# [What you have to do]
Tally the lines below that contain "ResponseFuture" and reply with only the tally.

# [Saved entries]

============================================================

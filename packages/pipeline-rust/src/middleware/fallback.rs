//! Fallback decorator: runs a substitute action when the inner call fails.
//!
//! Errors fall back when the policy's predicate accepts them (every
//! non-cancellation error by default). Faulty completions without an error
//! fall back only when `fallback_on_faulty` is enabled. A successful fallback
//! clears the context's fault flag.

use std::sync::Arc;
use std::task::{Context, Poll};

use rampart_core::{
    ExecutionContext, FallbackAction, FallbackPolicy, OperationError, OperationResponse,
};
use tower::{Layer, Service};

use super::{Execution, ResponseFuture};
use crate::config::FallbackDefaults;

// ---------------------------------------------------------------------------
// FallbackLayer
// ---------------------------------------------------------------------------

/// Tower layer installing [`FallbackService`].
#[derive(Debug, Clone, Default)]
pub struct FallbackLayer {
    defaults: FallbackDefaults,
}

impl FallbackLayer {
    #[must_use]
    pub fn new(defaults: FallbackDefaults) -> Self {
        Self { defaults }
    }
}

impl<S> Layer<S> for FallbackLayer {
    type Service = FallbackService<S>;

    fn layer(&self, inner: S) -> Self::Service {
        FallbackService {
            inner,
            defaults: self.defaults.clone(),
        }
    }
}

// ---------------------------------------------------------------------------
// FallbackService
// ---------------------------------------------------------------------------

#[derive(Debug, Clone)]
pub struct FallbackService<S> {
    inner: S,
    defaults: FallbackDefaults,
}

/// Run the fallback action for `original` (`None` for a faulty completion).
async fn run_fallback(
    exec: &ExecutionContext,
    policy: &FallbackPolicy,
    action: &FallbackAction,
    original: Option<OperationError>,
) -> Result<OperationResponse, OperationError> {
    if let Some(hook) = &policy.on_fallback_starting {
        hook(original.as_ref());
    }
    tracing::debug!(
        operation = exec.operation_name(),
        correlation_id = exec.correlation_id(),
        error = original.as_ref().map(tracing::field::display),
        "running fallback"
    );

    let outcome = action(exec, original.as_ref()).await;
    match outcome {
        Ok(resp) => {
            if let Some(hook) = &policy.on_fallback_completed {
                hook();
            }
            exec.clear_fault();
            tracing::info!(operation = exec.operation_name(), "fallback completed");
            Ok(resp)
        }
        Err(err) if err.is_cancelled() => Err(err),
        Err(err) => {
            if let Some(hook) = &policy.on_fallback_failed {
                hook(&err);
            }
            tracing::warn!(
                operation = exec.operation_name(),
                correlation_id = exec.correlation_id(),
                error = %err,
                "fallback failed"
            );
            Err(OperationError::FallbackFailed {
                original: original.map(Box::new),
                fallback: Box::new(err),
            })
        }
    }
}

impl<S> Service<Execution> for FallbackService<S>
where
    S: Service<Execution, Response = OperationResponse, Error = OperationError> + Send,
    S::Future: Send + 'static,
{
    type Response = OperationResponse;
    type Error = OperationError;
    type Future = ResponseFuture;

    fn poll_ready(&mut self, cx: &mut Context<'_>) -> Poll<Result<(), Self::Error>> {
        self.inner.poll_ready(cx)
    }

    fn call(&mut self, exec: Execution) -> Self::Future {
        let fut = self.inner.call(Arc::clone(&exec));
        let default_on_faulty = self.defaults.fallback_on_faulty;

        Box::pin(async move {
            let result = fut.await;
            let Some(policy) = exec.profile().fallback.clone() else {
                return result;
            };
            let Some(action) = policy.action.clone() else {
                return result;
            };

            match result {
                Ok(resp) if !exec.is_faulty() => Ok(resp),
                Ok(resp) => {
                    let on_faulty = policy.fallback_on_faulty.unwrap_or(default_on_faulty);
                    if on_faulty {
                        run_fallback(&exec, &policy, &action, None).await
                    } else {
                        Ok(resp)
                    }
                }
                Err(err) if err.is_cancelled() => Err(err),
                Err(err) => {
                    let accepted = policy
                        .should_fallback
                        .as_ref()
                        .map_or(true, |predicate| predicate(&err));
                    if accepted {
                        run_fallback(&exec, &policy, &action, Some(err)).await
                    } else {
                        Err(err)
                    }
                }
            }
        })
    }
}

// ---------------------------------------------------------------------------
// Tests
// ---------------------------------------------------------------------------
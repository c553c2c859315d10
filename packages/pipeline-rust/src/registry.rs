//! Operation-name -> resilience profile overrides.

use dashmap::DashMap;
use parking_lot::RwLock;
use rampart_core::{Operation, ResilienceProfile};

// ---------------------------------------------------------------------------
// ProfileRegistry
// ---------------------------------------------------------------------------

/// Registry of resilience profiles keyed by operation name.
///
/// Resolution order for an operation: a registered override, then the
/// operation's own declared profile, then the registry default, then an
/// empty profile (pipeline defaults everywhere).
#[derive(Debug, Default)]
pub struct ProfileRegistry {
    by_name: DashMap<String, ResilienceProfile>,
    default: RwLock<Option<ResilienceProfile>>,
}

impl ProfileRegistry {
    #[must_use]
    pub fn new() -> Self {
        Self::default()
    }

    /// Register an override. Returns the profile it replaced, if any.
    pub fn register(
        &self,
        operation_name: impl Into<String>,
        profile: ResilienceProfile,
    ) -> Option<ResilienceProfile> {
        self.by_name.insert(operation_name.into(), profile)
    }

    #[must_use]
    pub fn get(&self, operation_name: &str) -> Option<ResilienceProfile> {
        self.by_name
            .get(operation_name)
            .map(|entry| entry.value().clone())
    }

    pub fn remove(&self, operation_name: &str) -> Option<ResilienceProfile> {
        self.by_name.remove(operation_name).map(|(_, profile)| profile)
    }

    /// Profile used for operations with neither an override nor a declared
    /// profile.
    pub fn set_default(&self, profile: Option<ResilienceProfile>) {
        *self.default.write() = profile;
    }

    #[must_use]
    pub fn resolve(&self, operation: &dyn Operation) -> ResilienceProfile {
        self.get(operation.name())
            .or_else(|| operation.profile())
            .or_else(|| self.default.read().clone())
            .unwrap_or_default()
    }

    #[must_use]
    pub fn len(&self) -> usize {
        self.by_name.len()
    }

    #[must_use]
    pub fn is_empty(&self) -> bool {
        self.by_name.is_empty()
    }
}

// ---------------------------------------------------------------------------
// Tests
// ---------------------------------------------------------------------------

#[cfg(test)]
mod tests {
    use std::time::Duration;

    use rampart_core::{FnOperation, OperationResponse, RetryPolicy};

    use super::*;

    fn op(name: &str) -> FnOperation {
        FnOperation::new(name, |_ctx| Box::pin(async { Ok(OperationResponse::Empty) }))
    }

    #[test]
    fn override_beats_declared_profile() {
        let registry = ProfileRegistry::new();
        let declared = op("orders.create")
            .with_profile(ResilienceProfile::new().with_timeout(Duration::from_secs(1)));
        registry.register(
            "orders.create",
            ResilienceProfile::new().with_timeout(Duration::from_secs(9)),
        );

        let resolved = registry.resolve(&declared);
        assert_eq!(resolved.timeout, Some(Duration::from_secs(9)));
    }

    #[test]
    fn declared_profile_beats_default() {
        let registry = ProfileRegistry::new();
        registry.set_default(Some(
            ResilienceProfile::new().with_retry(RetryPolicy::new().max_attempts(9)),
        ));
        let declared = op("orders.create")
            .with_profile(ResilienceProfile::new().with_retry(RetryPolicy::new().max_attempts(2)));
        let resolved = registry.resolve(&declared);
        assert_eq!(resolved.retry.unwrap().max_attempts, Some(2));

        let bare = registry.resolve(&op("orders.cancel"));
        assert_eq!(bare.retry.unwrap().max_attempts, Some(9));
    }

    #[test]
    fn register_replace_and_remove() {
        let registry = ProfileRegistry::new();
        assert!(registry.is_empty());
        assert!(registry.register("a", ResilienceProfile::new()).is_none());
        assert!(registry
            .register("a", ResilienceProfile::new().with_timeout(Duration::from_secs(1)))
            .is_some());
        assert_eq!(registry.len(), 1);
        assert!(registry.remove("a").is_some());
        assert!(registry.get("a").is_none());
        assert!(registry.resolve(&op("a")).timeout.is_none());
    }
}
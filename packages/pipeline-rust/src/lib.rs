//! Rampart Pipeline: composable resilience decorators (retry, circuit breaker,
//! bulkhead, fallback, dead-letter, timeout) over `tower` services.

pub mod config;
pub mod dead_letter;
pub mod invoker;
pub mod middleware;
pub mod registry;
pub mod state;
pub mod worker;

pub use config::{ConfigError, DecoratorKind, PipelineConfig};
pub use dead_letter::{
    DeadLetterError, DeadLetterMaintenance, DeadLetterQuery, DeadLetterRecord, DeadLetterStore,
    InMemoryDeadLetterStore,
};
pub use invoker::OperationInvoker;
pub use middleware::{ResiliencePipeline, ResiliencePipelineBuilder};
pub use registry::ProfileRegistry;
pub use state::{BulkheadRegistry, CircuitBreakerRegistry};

============================================================

# [Response for this exercise]
2